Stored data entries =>
◇ ◇ ◇
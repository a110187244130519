//! The declaration command generated for every enum type.
//!
//! `Color c=green` creates `c` with the `Color` discipline attached.

use std::collections::BTreeMap;

use async_trait::async_trait;
use tracing::debug;

use kornel_types::{ExecResult, Value};

use crate::interpreter::{Assignment, VarAttrs, VarError, Variable, is_identifier};
use crate::tools::{ExecContext, ParamSchema, Tool, ToolArgs, ToolSchema};
use crate::types::TypeEntry;

/// Declaration command for one type, dispatched by type name.
pub struct TypedDeclare {
    type_name: String,
}

impl TypedDeclare {
    pub fn new(type_name: impl Into<String>) -> Self {
        Self {
            type_name: type_name.into(),
        }
    }
}

#[async_trait]
impl Tool for TypedDeclare {
    fn name(&self) -> &str {
        &self.type_name
    }

    fn schema(&self) -> ToolSchema {
        ToolSchema::new(self.type_name.as_str(), format!("Create variables of type {}", self.type_name))
            .param(ParamSchema::optional("names", "array", Value::Null, "name[=value] operands"))
            .param(
                ParamSchema::optional("readonly", "bool", Value::Bool(false), "Value cannot be changed or unset")
                    .with_aliases(["-r"]),
            )
            .param(
                ParamSchema::optional("indexed", "bool", Value::Bool(false), "Indexed array of this type")
                    .with_aliases(["-a"]),
            )
            .param(
                ParamSchema::optional("assoc", "bool", Value::Bool(false), "Associative array of this type")
                    .with_aliases(["-A"]),
            )
            .param(
                ParamSchema::optional("help_text", "string", Value::Null, "Help string for the variable")
                    .with_aliases(["-h"]),
            )
            .param(
                ParamSchema::optional("static", "bool", Value::Bool(false), "Shared by each instance")
                    .with_aliases(["-S"]),
            )
            .param(ParamSchema::optional("usage", "bool", Value::Bool(false), "Describe this type").with_aliases(["--help"]))
    }

    async fn execute(&self, args: ToolArgs, ctx: &mut ExecContext) -> ExecResult {
        let Some(entry) = ctx.scope.types().get(&self.type_name).cloned() else {
            return ExecResult::failure(127, format!("{}: not found", self.type_name));
        };
        if args.has_flag("usage") {
            return ExecResult::success(entry.info().usage(&self.type_name));
        }
        if args.has_flag("indexed") && args.has_flag("assoc") {
            return ExecResult::failure(2, format!("{}: -a and -A are mutually exclusive", self.type_name));
        }

        let operands = args.positional_strings();
        if operands.is_empty() {
            return list_instances(ctx, &entry);
        }

        let mut err = String::new();
        let mut code = 0;
        for operand in &operands {
            if let Err(e) = declare(ctx, &entry, &args, operand) {
                err.push_str(&format!("{}: {e}\n", self.type_name));
                code = 1;
                if e.is_fatal() {
                    ctx.abort = true;
                    break;
                }
            }
        }
        ExecResult::from_output(code, "", err)
    }
}

fn declare(ctx: &mut ExecContext, entry: &TypeEntry, args: &ToolArgs, operand: &str) -> Result<(), VarError> {
    let (name, value) = match operand.split_once('=') {
        Some((name, value)) => (name, Some(value)),
        None => (operand, None),
    };
    if !is_identifier(name) {
        return Err(VarError::NoSuchVariable(name.to_string()));
    }
    let shared = args.has_flag("static");

    let existing = match ctx.scope.get(name) {
        Some(var) if var.is_readonly() => return Err(VarError::ReadOnly(name.to_string())),
        Some(var) if !shared && value.is_none() => existing_elements(var),
        _ => Vec::new(),
    };

    let mut var = entry.discipline().instance(name, None)?;
    if shared {
        var.add_attrs(VarAttrs::NOFREE | VarAttrs::STATIC);
    }
    if args.has_flag("indexed") {
        var.set_raw(Value::Array(Vec::new()));
    } else if args.has_flag("assoc") {
        var.set_raw(Value::Assoc(BTreeMap::new()));
    }

    match value {
        Some(text) => var.assign(Assignment::Text(text))?,
        None => match existing.as_slice() {
            [] => {}
            [(key, text)] if key == "0" && !var.value().is_array() => var.assign(Assignment::Text(text))?,
            elements => {
                for (key, text) in elements {
                    var.assign_element(key, Assignment::Text(text))?;
                }
            }
        },
    }

    if let Some(help) = args.get_string("help_text", usize::MAX) {
        var.set_help(help);
    }
    if args.has_flag("readonly") {
        var.add_attrs(VarAttrs::READONLY);
    }
    debug!(name, type_name = entry.name(), "typed variable declared");
    ctx.scope.declare(var);
    Ok(())
}

/// `(subscript, text)` pairs of a variable's current value.
fn existing_elements(var: &Variable) -> Vec<(String, String)> {
    match var.value() {
        Value::Null => Vec::new(),
        Value::Array(items) => items
            .iter()
            .enumerate()
            .filter(|(_, v)| !v.is_null())
            .filter_map(|(i, _)| Some((i.to_string(), var.get_element(&i.to_string()).ok()?)))
            .collect(),
        Value::Assoc(map) => map
            .keys()
            .filter_map(|k| Some((k.clone(), var.get_element(k).ok()?)))
            .collect(),
        _ => vec![("0".to_string(), var.get())],
    }
}

fn list_instances(ctx: &ExecContext, entry: &TypeEntry) -> ExecResult {
    let mut out = String::new();
    for var in ctx.scope.vars_of_type(entry.name()) {
        let rendered = match var.value() {
            // holes force explicit subscripts so the listing reads back the same
            Value::Array(items) if items.iter().any(Value::is_null) => {
                let pairs: Vec<String> = items
                    .iter()
                    .enumerate()
                    .filter(|(_, item)| !item.is_null())
                    .map(|(i, _)| format!("[{i}]={}", var.get_element(&i.to_string()).unwrap_or_default()))
                    .collect();
                format!("({})", pairs.join(" "))
            }
            Value::Array(_) => format!("({})", var.elements().join(" ")),
            Value::Assoc(map) => {
                let pairs: Vec<String> = map
                    .keys()
                    .map(|k| format!("[{k}]={}", var.get_element(k).unwrap_or_default()))
                    .collect();
                format!("({})", pairs.join(" "))
            }
            _ => var.get(),
        };
        out.push_str(&format!("{}={rendered}\n", var.name()));
    }
    ExecResult::success(out)
}

#[cfg(test)]
mod tests {
    use super::*;
    use crate::tools::argv::parse_args;
    use crate::types::EnumDescriptor;
    use crate::vfs::MemoryFs;
    use std::sync::Arc;

    fn make_ctx() -> ExecContext {
        let mut ctx = ExecContext::new(Arc::new(MemoryFs::new()));
        let values = ["red", "green", "blue"].iter().map(|s| s.to_string()).collect();
        ctx.scope
            .types_mut()
            .register(EnumDescriptor::new("Color", values, false).unwrap());
        ctx
    }

    async fn run(ctx: &mut ExecContext, argv: &[&str]) -> ExecResult {
        let tool = TypedDeclare::new("Color");
        let words: Vec<String> = argv.iter().map(|s| s.to_string()).collect();
        let args = parse_args(&words, &tool.schema()).unwrap();
        tool.execute(args, ctx).await
    }

    #[tokio::test]
    async fn declare_with_value_and_default() {
        let mut ctx = make_ctx();
        assert!(run(&mut ctx, &["c=green", "d"]).await.ok());
        assert_eq!(ctx.scope.get_string("c").as_deref(), Some("green"));
        assert_eq!(ctx.scope.get_string("d").as_deref(), Some("red"));
        assert_eq!(ctx.scope.get("c").unwrap().type_name(), Some("Color"));
    }

    #[tokio::test]
    async fn invalid_value_is_reported() {
        let mut ctx = make_ctx();
        let result = run(&mut ctx, &["c=purple", "d=blue"]).await;
        assert_eq!(result.code, 1);
        assert_eq!(result.err, "Color: c: invalid value purple\n");
        assert!(!ctx.scope.contains("c"));
        assert_eq!(ctx.scope.get_string("d").as_deref(), Some("blue"));
        assert!(!ctx.abort);
    }

    #[tokio::test]
    async fn static_makes_invalid_writes_fatal() {
        let mut ctx = make_ctx();
        let result = run(&mut ctx, &["-S", "c=purple", "d=blue"]).await;
        assert_eq!(result.code, 1);
        assert!(ctx.abort);
        assert!(!ctx.scope.contains("d"));

        let mut ctx = make_ctx();
        run(&mut ctx, &["-S", "c=blue"]).await;
        let var = ctx.scope.get("c").unwrap();
        assert!(var.attrs().contains(VarAttrs::NOFREE | VarAttrs::STATIC));
    }

    #[tokio::test]
    async fn existing_value_is_kept_when_valid() {
        let mut ctx = make_ctx();
        ctx.scope.set("c", Value::String("blue".into()));
        ctx.scope.set("x", Value::String("teal".into()));
        assert!(run(&mut ctx, &["c"]).await.ok());
        assert_eq!(ctx.scope.get_string("c").as_deref(), Some("blue"));
        assert_eq!(run(&mut ctx, &["x"]).await.code, 1);
    }

    #[tokio::test]
    async fn arrays() {
        let mut ctx = make_ctx();
        ctx.scope.set("c", Value::String("green".into()));
        assert!(run(&mut ctx, &["-a", "c"]).await.ok());
        let var = ctx.scope.get("c").unwrap();
        assert_eq!(var.get_element("0").unwrap(), "green");

        ctx.scope
            .assign_array("m", &["[fg]=blue".to_string(), "[bg]=red".to_string()])
            .unwrap();
        assert!(run(&mut ctx, &["-A", "m"]).await.ok());
        let var = ctx.scope.get("m").unwrap();
        assert_eq!(var.get_element("fg").unwrap(), "blue");
        assert_eq!(var.child("green").unwrap().get(), "1");

        assert_eq!(run(&mut ctx, &["-a", "-A", "z"]).await.code, 2);
    }

    #[tokio::test]
    async fn readonly_and_help() {
        let mut ctx = make_ctx();
        run(&mut ctx, &["-r", "-h", "paint colour", "c=blue"]).await;
        let var = ctx.scope.get("c").unwrap();
        assert!(var.is_readonly());
        assert_eq!(var.help(), Some("paint colour"));
        let result = run(&mut ctx, &["c=red"]).await;
        assert_eq!(result.err, "Color: c: is read only\n");
    }

    #[tokio::test]
    async fn lists_instances() {
        let mut ctx = make_ctx();
        run(&mut ctx, &["b=blue", "a=green"]).await;
        run(&mut ctx, &["-a", "arr"]).await;
        ctx.scope.assign_element("arr", "1", Assignment::Text("red")).unwrap();
        ctx.scope.set("plain", Value::String("red".into()));
        let result = run(&mut ctx, &[]).await;
        assert_eq!(result.out, "a=green\narr=([1]=red)\nb=blue\n");
    }

    #[tokio::test]
    async fn array_listing_marks_holes() {
        let mut ctx = make_ctx();
        run(&mut ctx, &["-a", "arr"]).await;
        ctx.scope.assign_element("arr", "0", Assignment::Text("blue")).unwrap();
        ctx.scope.assign_element("arr", "1", Assignment::Text("green")).unwrap();
        ctx.scope.assign_element("arr", "3", Assignment::Text("red")).unwrap();
        let result = run(&mut ctx, &[]).await;
        assert_eq!(result.out, "arr=([0]=blue [1]=green [3]=red)\n");
        ctx.scope.assign_element("arr", "2", Assignment::Text("red")).unwrap();
        let result = run(&mut ctx, &[]).await;
        assert_eq!(result.out, "arr=(blue green red red)\n");
    }

    #[tokio::test]
    async fn usage_text() {
        let mut ctx = make_ctx();
        let result = run(&mut ctx, &["--help"]).await;
        assert!(result.out.starts_with("Usage: Color [-r] [-a|-A] [-h string] [-S] [name[=value]...]"));
        assert!(result.out.contains("one of the following values, red, green, blue."));
        assert!(result.out.contains("the default is red."));
    }
}
//! The enum discipline: string reads and writes over an ordinal slot.

use kornel_types::Value;
use tracing::trace;

use super::enum_type::EnumDescriptor;
use crate::interpreter::{Assignment, Discipline, VarAttrs, VarError, Variable, WriteOutcome};

/// Discipline attached to every variable of an enum type.
///
/// Each variable owns its own copy of the descriptor; cloning a variable
/// clones the descriptor with it.
#[derive(Debug, Clone)]
pub struct EnumDiscipline {
    descriptor: EnumDescriptor,
}

impl EnumDiscipline {
    pub fn new(descriptor: EnumDescriptor) -> Self {
        Self { descriptor }
    }

    pub fn descriptor(&self) -> &EnumDescriptor {
        &self.descriptor
    }

    /// A new variable of this type, holding `initial` or the default.
    pub fn instance(&self, name: &str, initial: Option<&str>) -> Result<Variable, VarError> {
        let mut var = Variable::new(name, Value::Null);
        var.push_discipline(self.clone_box());
        match initial {
            Some(text) => var.assign(Assignment::Text(text))?,
            None => var.assign(Assignment::Integer(0))?,
        }
        Ok(var)
    }

    fn slot_ordinal(slot: &Value) -> Option<i64> {
        match slot {
            Value::Int(n) => Some(*n),
            Value::Bool(b) => Some(i64::from(*b)),
            _ => None,
        }
    }
}

impl Discipline for EnumDiscipline {
    fn type_name(&self) -> &str {
        self.descriptor.name()
    }

    fn write(&self, name: &str, slot: &mut Value, attrs: VarAttrs, value: Assignment<'_>) -> Result<WriteOutcome, VarError> {
        match value {
            Assignment::Unset => {
                *slot = Value::Null;
                Ok(WriteOutcome::Detach)
            }
            Assignment::Integer(n) => {
                *slot = Value::Int(i64::from(n as u16));
                Ok(WriteOutcome::Stored)
            }
            Assignment::Text(text) => match self.descriptor.ordinal_of(text) {
                Some(ordinal) => {
                    trace!(name, text, ordinal, "enum write");
                    *slot = Value::Int(i64::from(ordinal));
                    Ok(WriteOutcome::Stored)
                }
                None => Err(VarError::InvalidValue {
                    name: name.to_string(),
                    value: text.to_string(),
                    fatal: attrs.contains(VarAttrs::NOFREE),
                }),
            },
        }
    }

    fn read(&self, slot: &Value) -> String {
        let Some(n) = Self::slot_ordinal(slot) else {
            return match slot {
                Value::String(s) => s.clone(),
                _ => String::new(),
            };
        };
        u16::try_from(n)
            .ok()
            .and_then(|ordinal| self.descriptor.value_at(ordinal))
            .map(str::to_string)
            .unwrap_or_else(|| n.to_string())
    }

    fn numeric_read(&self, slot: &Value) -> f64 {
        Self::slot_ordinal(slot).unwrap_or(0) as f64
    }

    fn clone_box(&self) -> Box<dyn Discipline> {
        Box::new(self.clone())
    }

    fn lookup_child(&self, owner: &str, name: &str) -> Result<Variable, VarError> {
        match self.descriptor.ordinal_of(name) {
            Some(ordinal) => Ok(Variable::new(name, Value::Int(i64::from(ordinal)))),
            None => Err(VarError::InvalidEnumConstant {
                name: owner.to_string(),
                symbol: name.to_string(),
            }),
        }
    }
}
//! Virtual filesystem for the kernel.
//!
//! - **MemoryFs**: In-memory ephemeral storage (tests, sandboxed kernels)
//! - **LocalFs**: Real filesystem access under a root directory
//!
//! Tools only see the [`Filesystem`] trait; the kernel picks the backend
//! from its [`VfsMountMode`](crate::kernel::VfsMountMode).

mod local;
mod memory;
mod traits;

pub use local::LocalFs;
pub use memory::MemoryFs;
pub use traits::{Filesystem, Metadata};
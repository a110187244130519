//! Local filesystem backend.
//!
//! Provides access to real filesystem paths under a root directory.

use super::traits::{Filesystem, Metadata};
use async_trait::async_trait;
use std::io::{self, Read};
use std::path::{Path, PathBuf};
use tokio::fs;

/// Local filesystem backend.
///
/// All operations are relative to `root`. Paths that escape the root
/// through `..` or symlinks are rejected with `PermissionDenied`.
#[derive(Debug, Clone)]
pub struct LocalFs {
    root: PathBuf,
}

impl LocalFs {
    /// Create a new local filesystem rooted at the given path.
    pub fn new(root: impl Into<PathBuf>) -> Self {
        Self { root: root.into() }
    }

    /// Resolve a relative path to an absolute path within the root.
    fn resolve(&self, path: &Path) -> io::Result<PathBuf> {
        let path = path.strip_prefix("/").unwrap_or(path);
        let full = self.root.join(path);

        // New files have no canonical form yet; canonicalize the parent.
        let canonical = if full.exists() {
            full.canonicalize()?
        } else {
            let parent = full
                .parent()
                .ok_or_else(|| io::Error::new(io::ErrorKind::InvalidInput, "invalid path"))?;
            let filename = full
                .file_name()
                .ok_or_else(|| io::Error::new(io::ErrorKind::InvalidInput, "invalid path"))?;
            if parent.exists() {
                parent.canonicalize()?.join(filename)
            } else {
                full
            }
        };

        let canonical_root = self
            .root
            .canonicalize()
            .unwrap_or_else(|_| self.root.clone());
        if !canonical.starts_with(&canonical_root) {
            return Err(io::Error::new(
                io::ErrorKind::PermissionDenied,
                format!(
                    "path escapes root: {} is not under {}",
                    canonical.display(),
                    canonical_root.display()
                ),
            ));
        }

        Ok(canonical)
    }
}

#[async_trait]
impl Filesystem for LocalFs {
    async fn open(&self, path: &Path) -> io::Result<Box<dyn Read + Send>> {
        let full_path = self.resolve(path)?;
        let file = fs::File::open(&full_path).await?;
        Ok(Box::new(file.into_std().await))
    }

    async fn write(&self, path: &Path, data: &[u8]) -> io::Result<()> {
        let full_path = self.resolve(path)?;
        if let Some(parent) = full_path.parent() {
            fs::create_dir_all(parent).await?;
        }
        fs::write(&full_path, data).await
    }

    async fn stat(&self, path: &Path) -> io::Result<Metadata> {
        let full_path = self.resolve(path)?;
        let meta = fs::metadata(&full_path).await?;
        Ok(Metadata {
            is_dir: meta.is_dir(),
            size: if meta.is_dir() { 0 } else { meta.len() },
        })
    }
}
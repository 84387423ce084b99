//! Editing-session identity.
//!
//! A session ID correlates the log events and output envelopes produced while
//! one specification is being assembled.

use serde::{Deserialize, Serialize};
use std::fmt;

/// Session ID for tracking one editing session.
///
/// Format: `hs-YYYYMMDD-HHMMSS-XXXX`
/// Example: `hs-20260115-143022-a7xq`
#[derive(Debug, Clone, PartialEq, Eq, Hash, Serialize, Deserialize)]
#[serde(transparent)]
pub struct SessionId(pub String);

impl SessionId {
    /// Generate a new session ID.
    pub fn new() -> Self {
        let now = chrono::Utc::now();
        let suffix = generate_base32_suffix();
        SessionId(format!(
            "hs-{}-{}-{}",
            now.format("%Y%m%d"),
            now.format("%H%M%S"),
            suffix
        ))
    }

    /// Parse an existing session ID string.
    pub fn parse(s: &str) -> Option<Self> {
        if s.len() != 23 {
            return None;
        }
        let bytes = s.as_bytes();
        if bytes.first() != Some(&b'h')
            || bytes.get(1) != Some(&b's')
            || bytes.get(2) != Some(&b'-')
            || bytes.get(11) != Some(&b'-')
            || bytes.get(18) != Some(&b'-')
        {
            return None;
        }
        let date = &s[3..11];
        let time = &s[12..18];
        let suffix = &s[19..23];
        if !date.chars().all(|c| c.is_ascii_digit()) {
            return None;
        }
        if !time.chars().all(|c| c.is_ascii_digit()) {
            return None;
        }
        if !suffix.chars().all(|c| matches!(c, 'a'..='z' | '2'..='7')) {
            return None;
        }
        Some(SessionId(s.to_string()))
    }
}

impl Default for SessionId {
    fn default() -> Self {
        Self::new()
    }
}

impl fmt::Display for SessionId {
    fn fmt(&self, f: &mut fmt::Formatter<'_>) -> fmt::Result {
        write!(f, "{}", self.0)
    }
}

fn generate_base32_suffix() -> String {
    let uuid = uuid::Uuid::new_v4();
    let bytes = uuid.as_bytes();
    let mut value = ((bytes[0] as u32) << 16) | ((bytes[1] as u32) << 8) | (bytes[2] as u32);
    value &= 0x000F_FFFF;
    let alphabet = b"abcdefghijklmnopqrstuvwxyz234567";
    let mut out = String::with_capacity(4);
    for shift in [15_u32, 10, 5, 0] {
        let idx = ((value >> shift) & 0x1F) as usize;
        out.push(alphabet[idx] as char);
    }
    out
}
◇ ◇ ◇
Lines containing the string "LocalFs" in the entries above should be counted. State that number alone.

5